Configuration File Logging

The config file can include logging settings:

{
    "grobid_server": "http://localhost:8070",
    "logging": {
        "level": "WARNING",
        "format": "%(asctime)s - %(levelname)s - %(message)s",
        "console": true,
        "file": null
    }
}

Note: The --verbose command line flag always takes precedence over configuration file logging settings.

🔬 Services

Fulltext Document Processing

Extracts complete document structure including headers, body text, figures, tables, and references.

grobid_client --input pdfs/ --output results/ processFulltextDocument

JSON Output Format

When using the --json flag, the client converts TEI XML output to a structured JSON format similar to CORD-19. This provides:

Structured Bibliography: Title, authors, DOI, publication date, journal information
Body Text: Paragraphs and sentences with metadata and reference annotations
Figures and Tables: Structured JSON format for tables with headers, rows, and metadata
Reference Information: In-text citations with offsets and targets

JSON Structure

{
  "level": "paragraph",
  "biblio": {
    "title": "Document Title",
    "authors": [
      "Author 1",
      "Author 2"
    ],
    "doi": "10.1000/example",
    "publication_date": "2023-01-01",
    "journal": "Journal Name",
    "abstract": [
      ...
    ]
  },
  "body_text": [
    {
      "id": "p_12345",
      "text": "Paragraph text with citations [1].",
      "head_section": "Introduction",
      "refs": [
        {
          "type": "bibr",
          "target": "b1",
          "text": "[1]",
          "offset_start": 25,
          "offset_end": 28
        }
      ]
    }
  ],
  "figures_and_tables": [
    {
      "id": "table_1",
      "type": "table",
      "label": "Table 1",
      "head": "Sample Data",
      "content": {
        "headers": [
          "Header 1",
          "Header 2"
        ],
        "rows": [
          [
            "Value 1",
            "Value 2"
          ]
        ],
        "metadata": {
          "row_count": 1,
          "column_count": 2,
          "has_headers": true
        }
      }
    }
  ]
}

Usage Examples

# Generate both TEI and JSON outputs
grobid_client --input pdfs/ --output results/ --json processFulltextDocument

# JSON output with coordinates and sentence segmentation
grobid_client --input pdfs/ --output results/ --json --teiCoordinates --segmentSentences processFulltextDocument

# Python library usage
client.process(
    service="processFulltextDocument",
    input_path="/path/to/pdfs",
    output_path="/path/to/output",
    json_output=True
)

Note

When using --json, the --force flag only checks for existing TEI files.
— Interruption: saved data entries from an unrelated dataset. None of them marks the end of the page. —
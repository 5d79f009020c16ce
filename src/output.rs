//! Output types returned by a review run.

use crate::table::TableExport;
use serde::Serialize;

/// The result of one paper review.
#[derive(Debug, Clone, Serialize)]
pub struct AnalysisOutput {
    /// The model's full report as Markdown.
    pub markdown: String,

    /// The report rendered to sanitized HTML, safe to embed in a page.
    pub html: String,

    /// The first findings table of the report, if one was detected.
    ///
    /// `None` is not an error: a report without a table simply has no CSV
    /// to offer. A table with zero body rows is also present here but
    /// should not be offered for download.
    pub table: Option<TableExport>,

    /// Timing and size figures for the run.
    pub stats: AnalysisStats,
}

impl AnalysisOutput {
    /// The CSV artifact to offer for download, if any.
    ///
    /// Present only when a table with at least one body row was found.
    pub fn csv(&self) -> Option<&str> {
        self.table
            .as_ref()
            .filter(|t| !t.rows.is_empty())
            .map(|t| t.csv.as_str())
    }
}

/// Timing and size figures for one review run.
#[derive(Debug, Clone, Default, Serialize)]
pub struct AnalysisStats {
    /// HTTP status of the analysis exchange.
    pub response_status: u16,
    /// Wall-clock duration of the analysis exchange.
    pub request_duration_ms: u64,
    /// Wall-clock duration of the whole run, file read included.
    pub total_duration_ms: u64,
    /// Size of the PDF payload before base64 encoding.
    pub pdf_bytes: usize,
    /// Length of the review instructions in bytes.
    pub prompt_bytes: usize,
    /// Length of the extracted report text in bytes.
    pub report_bytes: usize,
}
//! Config CLI command

use std::path::Path;

use anyhow::{Context, Result};

use super::output::Output;
use crate::storage::Config;

pub fn run(
    output: &Output,
    mut config: Config,
    path: &Path,
    key: &str,
    value: Option<&str>,
) -> Result<()> {
    match value {
        None => get(output, &config, key),
        Some(value) => {
            output.verbose_ctx("config", &format!("Setting {} = {:?}", key, value));
            config.set(key, value)?;
            config.save(path)?;

            if output.is_json() {
                output.data(&serde_json::json!({
                    "key": key,
                    "value": config.get(key).ok(),
                }));
            } else {
                output.success(&format!("Set {} = {}", key, value));
            }
            Ok(())
        }
    }
}

fn get(output: &Output, config: &Config, key: &str) -> Result<()> {
    let value = config.get(key)?;

    if output.is_json() {
        output.data(&serde_json::json!({
            "key": key,
            "value": value,
        }));
        return Ok(());
    }

    match &value {
        toml::Value::String(s) => println!("{}", s),
        toml::Value::Table(table) => {
            let text = toml::to_string_pretty(table).context("Failed to format config table")?;
            print!("{}", text);
        }
        other => println!("{}", other),
    }

    Ok(())
}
If a TEI file is rewritten (due to --force), the corresponding JSON file is automatically rewritten as well.

Markdown Output Format

When using the --markdown flag, the client converts TEI XML output to a clean, readable Markdown format. This provides:

Structured Sections: Title, Authors, Affiliations, Publication Date, Fulltext, Annex, and References
Clean Formatting: Human-readable format suitable for documentation and sharing
Preserved Content: All text content with proper section organization
Reference Formatting: Bibliographic references in a readable format

Markdown Structure

The generated Markdown follows this structure:

# Document Title

## Authors

- Author Name 1
- Author Name 2

## Affiliations

- Affiliation 1
- Affiliation 2

## Publication Date

January 1, 2023

## Fulltext

### Introduction

Content of the introduction section...

### Methods

Content of the methods section...

## Annex

### Acknowledgements

Acknowledgement text...

### Competing Interests

Competing interests statement...

## References

**[1]** Paper Title. *Author Name*. *Journal Name* (2023).
**[2]** Another Paper. *Author et al.*. *Conference* (2022).

Usage Examples

# Generate both TEI and Markdown outputs
grobid_client --input pdfs/ --output results/ --markdown processFulltextDocument

# Markdown output with coordinates and sentence segmentation
grobid_client --input pdfs/ --output results/ --markdown --teiCoordinates --segmentSentences processFulltextDocument

# Python library usage
client.process(
    service="processFulltextDocument",
    input_path="/path/to/pdfs",
    output_path="/path/to/output",
    markdown_output=True
)

Note

When using --markdown, the --force flag only checks for existing TEI files. If a TEI file is rewritten (due to --force), the corresponding Markdown file is automatically rewritten as well.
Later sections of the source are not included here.